What to work on - Write only the count of lines that hold the word "chars" in the listing.

------ Input material

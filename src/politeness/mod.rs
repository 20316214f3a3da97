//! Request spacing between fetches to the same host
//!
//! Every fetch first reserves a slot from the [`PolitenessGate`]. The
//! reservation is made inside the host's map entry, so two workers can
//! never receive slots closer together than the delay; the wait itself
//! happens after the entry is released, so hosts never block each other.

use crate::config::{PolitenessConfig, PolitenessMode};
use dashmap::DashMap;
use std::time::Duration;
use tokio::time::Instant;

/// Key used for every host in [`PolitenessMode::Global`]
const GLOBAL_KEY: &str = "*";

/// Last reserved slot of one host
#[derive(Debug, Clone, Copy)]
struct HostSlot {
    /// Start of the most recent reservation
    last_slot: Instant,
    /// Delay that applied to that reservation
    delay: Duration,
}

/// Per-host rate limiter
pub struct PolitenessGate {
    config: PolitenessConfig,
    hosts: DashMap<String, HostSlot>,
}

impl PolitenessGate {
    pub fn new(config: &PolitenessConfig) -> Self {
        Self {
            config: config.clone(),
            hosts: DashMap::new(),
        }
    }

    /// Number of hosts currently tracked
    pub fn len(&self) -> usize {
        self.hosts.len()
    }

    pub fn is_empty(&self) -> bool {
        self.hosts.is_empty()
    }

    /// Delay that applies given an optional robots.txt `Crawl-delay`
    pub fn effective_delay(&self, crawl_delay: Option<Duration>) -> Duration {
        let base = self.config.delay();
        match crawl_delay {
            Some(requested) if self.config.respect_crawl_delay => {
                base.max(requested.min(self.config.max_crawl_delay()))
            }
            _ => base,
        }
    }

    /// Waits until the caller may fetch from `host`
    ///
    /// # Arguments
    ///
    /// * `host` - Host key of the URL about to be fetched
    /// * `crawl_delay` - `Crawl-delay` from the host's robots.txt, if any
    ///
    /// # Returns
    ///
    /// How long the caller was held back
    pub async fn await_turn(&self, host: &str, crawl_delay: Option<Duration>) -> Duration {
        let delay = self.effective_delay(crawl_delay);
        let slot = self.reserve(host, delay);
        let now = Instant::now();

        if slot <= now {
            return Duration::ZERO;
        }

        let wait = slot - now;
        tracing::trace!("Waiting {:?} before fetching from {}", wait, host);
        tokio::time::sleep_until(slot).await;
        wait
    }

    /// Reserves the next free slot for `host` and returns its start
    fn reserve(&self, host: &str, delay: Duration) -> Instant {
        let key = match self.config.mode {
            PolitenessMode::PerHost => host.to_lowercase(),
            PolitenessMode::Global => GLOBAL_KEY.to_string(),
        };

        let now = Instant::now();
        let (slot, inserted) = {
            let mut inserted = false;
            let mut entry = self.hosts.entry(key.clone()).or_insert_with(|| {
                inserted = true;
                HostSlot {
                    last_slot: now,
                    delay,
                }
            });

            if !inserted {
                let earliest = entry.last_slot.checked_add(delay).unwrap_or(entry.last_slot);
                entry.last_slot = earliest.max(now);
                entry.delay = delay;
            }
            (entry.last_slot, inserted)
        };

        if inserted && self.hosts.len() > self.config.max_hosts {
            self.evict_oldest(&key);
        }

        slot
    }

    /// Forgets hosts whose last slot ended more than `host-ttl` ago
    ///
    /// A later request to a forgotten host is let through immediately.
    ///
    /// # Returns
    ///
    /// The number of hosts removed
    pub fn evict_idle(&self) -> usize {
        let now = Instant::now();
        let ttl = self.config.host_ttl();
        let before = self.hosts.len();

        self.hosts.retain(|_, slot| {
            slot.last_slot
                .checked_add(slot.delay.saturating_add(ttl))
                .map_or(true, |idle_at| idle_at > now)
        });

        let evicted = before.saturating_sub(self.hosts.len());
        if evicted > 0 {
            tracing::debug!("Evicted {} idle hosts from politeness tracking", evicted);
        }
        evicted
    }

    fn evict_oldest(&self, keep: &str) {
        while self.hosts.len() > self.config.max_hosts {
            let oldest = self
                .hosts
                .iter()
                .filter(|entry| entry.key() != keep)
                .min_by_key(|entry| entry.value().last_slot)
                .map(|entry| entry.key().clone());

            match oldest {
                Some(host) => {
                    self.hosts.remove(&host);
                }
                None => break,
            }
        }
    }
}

------------
------ Input material

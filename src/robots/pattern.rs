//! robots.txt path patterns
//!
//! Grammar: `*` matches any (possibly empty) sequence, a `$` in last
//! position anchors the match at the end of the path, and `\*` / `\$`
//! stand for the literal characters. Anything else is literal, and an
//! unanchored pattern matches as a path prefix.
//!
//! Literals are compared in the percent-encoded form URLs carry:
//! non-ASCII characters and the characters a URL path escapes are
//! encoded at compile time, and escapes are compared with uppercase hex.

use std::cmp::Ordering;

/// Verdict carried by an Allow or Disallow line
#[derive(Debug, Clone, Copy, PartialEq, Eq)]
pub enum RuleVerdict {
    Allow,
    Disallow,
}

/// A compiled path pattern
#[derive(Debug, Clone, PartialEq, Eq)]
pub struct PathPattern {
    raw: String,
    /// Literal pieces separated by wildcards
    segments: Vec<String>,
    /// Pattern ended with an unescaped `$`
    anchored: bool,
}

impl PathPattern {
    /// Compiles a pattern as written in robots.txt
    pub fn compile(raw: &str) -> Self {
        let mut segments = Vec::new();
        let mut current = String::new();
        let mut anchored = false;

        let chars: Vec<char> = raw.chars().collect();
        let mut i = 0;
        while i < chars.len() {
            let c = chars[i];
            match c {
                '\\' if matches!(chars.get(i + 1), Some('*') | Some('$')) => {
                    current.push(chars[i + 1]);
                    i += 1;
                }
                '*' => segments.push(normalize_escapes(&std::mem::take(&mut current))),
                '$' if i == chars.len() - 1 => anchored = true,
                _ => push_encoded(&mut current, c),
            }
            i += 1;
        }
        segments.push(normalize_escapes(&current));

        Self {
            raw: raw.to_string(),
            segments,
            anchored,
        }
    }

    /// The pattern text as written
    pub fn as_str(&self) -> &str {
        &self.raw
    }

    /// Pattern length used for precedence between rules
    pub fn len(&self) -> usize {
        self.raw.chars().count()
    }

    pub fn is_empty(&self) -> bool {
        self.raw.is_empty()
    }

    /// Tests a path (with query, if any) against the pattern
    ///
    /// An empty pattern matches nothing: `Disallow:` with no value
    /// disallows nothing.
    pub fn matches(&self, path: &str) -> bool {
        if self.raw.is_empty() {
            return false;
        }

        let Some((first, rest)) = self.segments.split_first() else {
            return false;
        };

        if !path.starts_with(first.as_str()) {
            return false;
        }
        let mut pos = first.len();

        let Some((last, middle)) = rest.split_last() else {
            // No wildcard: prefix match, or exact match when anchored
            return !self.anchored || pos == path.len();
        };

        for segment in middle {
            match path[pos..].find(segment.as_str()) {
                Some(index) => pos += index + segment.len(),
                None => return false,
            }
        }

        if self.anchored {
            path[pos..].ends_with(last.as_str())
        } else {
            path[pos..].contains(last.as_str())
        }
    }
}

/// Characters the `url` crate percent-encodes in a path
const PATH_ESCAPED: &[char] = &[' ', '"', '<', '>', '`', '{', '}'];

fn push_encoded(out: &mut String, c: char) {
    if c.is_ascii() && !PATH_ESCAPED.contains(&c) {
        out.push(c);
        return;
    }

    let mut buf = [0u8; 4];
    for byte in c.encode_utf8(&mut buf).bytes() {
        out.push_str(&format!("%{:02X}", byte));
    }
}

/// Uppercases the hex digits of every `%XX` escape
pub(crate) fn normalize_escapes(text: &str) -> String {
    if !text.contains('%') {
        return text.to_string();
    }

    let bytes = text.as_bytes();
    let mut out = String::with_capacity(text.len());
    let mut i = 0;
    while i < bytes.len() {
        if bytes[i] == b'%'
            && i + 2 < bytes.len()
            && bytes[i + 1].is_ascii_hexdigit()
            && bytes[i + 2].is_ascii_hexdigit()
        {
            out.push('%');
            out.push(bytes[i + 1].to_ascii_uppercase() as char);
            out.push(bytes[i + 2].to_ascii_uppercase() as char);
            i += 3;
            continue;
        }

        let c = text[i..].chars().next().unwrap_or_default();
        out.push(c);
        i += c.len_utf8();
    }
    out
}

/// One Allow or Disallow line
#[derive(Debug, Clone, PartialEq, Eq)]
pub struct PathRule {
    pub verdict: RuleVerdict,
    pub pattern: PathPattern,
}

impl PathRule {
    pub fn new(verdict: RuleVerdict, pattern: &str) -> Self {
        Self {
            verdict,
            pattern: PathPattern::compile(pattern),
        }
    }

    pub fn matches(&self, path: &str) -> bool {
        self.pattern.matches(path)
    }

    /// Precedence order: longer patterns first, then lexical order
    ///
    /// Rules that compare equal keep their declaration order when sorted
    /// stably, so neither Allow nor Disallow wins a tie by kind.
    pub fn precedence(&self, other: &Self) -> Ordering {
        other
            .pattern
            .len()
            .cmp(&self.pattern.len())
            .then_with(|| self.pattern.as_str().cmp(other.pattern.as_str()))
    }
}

------------

Exercise result - 8